(Assignment)
Wherever "NegotiationEventType" appears in the records below, copy the line that holds it.

(Data listing)

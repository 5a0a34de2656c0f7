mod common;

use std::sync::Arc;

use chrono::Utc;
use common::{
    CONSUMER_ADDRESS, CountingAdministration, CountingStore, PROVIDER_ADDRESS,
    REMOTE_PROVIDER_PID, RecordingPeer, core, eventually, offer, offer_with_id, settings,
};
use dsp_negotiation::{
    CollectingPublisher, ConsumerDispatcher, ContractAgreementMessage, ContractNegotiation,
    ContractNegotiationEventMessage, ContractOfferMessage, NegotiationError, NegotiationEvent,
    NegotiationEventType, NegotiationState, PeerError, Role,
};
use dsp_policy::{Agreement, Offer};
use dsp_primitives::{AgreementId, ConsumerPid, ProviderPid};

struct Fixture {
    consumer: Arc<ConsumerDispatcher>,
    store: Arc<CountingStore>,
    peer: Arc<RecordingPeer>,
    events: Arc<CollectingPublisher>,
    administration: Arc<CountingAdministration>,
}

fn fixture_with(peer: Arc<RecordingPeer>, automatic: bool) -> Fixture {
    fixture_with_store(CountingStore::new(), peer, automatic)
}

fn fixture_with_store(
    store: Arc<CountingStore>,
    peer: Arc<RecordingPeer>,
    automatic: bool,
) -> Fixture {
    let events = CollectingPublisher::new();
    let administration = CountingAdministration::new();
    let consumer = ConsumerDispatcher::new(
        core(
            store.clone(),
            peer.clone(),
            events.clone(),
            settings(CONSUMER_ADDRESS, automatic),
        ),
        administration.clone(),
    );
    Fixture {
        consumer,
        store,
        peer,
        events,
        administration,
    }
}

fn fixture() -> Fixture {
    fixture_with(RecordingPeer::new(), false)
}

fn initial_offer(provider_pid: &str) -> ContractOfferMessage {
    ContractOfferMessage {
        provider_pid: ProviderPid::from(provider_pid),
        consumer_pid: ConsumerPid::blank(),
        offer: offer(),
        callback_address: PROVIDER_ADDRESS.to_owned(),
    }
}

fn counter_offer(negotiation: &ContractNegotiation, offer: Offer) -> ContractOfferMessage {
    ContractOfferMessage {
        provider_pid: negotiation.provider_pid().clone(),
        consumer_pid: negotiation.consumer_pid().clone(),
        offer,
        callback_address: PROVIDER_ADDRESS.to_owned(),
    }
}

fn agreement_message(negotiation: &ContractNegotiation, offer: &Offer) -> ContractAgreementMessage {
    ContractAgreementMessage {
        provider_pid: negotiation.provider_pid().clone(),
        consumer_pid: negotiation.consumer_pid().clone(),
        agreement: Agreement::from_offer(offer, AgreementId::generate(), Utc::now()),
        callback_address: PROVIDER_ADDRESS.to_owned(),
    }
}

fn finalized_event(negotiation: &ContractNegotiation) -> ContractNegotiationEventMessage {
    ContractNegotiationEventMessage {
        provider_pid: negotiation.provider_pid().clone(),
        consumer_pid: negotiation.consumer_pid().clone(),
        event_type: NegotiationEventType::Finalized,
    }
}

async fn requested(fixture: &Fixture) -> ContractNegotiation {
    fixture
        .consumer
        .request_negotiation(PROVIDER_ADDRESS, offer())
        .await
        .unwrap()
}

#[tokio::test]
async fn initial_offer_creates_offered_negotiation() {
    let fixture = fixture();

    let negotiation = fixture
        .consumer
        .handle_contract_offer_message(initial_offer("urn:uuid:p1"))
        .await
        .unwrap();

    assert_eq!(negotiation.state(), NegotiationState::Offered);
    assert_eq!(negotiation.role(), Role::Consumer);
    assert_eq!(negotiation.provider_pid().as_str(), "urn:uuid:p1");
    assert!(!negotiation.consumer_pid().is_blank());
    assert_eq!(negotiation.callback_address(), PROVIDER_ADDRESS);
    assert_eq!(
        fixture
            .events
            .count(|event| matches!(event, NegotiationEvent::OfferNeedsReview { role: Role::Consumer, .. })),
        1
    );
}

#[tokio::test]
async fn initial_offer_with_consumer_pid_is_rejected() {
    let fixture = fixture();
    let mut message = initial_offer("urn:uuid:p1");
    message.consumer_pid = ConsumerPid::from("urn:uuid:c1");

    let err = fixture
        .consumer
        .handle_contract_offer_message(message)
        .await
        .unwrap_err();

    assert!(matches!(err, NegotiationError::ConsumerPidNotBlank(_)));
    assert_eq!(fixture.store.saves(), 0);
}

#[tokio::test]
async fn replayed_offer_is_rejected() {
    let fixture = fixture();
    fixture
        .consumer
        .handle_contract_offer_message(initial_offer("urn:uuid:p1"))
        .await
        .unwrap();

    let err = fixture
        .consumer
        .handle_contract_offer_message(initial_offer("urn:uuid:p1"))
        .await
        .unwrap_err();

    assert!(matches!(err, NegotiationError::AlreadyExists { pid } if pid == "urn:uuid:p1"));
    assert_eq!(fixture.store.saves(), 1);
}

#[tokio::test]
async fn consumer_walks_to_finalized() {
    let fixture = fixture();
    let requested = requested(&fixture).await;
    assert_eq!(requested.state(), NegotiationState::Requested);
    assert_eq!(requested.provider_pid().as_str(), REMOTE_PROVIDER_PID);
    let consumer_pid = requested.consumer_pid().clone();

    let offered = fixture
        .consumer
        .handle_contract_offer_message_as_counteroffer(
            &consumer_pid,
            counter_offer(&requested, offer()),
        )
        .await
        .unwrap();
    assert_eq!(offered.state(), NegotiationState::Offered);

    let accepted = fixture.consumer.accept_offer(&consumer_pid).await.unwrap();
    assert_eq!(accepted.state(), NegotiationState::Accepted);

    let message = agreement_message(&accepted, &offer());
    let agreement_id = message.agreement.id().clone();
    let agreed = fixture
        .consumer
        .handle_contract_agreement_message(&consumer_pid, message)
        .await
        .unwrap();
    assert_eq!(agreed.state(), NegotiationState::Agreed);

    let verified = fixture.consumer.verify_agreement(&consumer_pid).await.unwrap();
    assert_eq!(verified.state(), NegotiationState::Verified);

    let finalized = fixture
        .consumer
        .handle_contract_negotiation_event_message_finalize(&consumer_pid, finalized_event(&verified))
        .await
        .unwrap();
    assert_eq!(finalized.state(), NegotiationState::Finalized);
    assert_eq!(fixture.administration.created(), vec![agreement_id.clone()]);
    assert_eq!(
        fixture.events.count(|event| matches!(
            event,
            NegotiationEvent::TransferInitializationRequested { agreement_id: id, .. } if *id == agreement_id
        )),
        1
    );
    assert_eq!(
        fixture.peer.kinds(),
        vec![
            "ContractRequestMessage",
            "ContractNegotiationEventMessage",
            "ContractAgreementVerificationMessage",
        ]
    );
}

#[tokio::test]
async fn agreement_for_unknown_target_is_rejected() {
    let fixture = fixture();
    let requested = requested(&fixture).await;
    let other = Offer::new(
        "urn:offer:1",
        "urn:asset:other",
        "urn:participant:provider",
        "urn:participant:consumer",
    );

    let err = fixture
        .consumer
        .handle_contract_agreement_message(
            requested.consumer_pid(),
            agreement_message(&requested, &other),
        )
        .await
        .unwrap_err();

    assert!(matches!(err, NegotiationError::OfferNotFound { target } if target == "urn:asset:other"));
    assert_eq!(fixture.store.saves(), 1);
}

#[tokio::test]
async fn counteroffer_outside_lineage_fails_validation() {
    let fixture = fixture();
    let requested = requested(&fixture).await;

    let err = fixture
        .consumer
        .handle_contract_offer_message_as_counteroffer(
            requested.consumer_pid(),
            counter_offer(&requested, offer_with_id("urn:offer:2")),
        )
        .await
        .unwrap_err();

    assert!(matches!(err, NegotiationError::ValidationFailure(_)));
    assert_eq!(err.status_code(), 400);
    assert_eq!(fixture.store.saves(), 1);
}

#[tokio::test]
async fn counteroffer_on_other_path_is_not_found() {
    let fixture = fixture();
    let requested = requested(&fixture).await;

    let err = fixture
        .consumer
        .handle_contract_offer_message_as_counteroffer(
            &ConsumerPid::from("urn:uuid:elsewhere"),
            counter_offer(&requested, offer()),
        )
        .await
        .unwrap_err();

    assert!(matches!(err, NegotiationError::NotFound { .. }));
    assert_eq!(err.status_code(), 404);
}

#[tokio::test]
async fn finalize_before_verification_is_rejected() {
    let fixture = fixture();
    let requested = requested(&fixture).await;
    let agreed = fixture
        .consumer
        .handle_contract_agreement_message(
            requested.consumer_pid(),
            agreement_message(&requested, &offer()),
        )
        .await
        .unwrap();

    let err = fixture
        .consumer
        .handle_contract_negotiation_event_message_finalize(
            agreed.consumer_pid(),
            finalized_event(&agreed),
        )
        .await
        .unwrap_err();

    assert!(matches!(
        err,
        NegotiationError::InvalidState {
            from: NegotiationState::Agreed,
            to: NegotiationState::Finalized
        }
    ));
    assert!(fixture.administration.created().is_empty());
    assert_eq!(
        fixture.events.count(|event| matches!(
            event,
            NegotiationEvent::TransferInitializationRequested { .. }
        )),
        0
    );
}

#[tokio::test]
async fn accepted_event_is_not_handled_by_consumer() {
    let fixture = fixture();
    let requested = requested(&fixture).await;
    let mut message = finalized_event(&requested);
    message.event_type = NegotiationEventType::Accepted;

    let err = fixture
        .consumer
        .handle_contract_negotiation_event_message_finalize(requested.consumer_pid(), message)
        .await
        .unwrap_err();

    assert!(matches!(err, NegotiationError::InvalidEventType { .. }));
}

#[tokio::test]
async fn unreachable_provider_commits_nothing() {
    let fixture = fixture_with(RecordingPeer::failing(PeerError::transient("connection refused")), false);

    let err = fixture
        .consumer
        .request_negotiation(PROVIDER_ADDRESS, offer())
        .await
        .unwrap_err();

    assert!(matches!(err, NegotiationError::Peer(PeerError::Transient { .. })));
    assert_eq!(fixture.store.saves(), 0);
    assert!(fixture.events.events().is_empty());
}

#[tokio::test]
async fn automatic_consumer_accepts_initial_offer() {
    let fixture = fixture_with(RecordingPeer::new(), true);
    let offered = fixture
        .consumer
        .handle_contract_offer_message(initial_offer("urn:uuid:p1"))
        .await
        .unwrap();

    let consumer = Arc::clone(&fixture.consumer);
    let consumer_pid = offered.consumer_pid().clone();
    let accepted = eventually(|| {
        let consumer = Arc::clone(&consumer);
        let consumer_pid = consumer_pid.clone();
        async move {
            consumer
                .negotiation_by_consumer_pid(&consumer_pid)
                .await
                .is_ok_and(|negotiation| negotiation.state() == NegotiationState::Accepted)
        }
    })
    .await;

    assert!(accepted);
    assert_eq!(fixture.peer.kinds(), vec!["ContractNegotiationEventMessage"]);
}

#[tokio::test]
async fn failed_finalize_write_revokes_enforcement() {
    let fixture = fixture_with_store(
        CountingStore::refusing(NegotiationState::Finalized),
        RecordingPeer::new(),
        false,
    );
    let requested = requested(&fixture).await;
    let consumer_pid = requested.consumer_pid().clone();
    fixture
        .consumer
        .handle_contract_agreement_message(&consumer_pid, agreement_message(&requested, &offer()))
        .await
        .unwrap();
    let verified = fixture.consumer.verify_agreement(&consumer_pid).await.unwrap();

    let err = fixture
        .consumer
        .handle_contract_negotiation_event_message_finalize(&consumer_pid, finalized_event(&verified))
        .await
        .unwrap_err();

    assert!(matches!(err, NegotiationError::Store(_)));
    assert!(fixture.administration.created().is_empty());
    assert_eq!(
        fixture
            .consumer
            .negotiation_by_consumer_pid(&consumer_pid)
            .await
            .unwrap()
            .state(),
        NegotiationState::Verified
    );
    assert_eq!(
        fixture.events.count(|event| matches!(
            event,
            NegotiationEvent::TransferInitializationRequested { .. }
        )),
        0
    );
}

(Reply to the exercise)
    NegotiationEventType, NegotiationState, PeerError, Role,
        event_type: NegotiationEventType::Finalized,
    message.event_type = NegotiationEventType::Accepted;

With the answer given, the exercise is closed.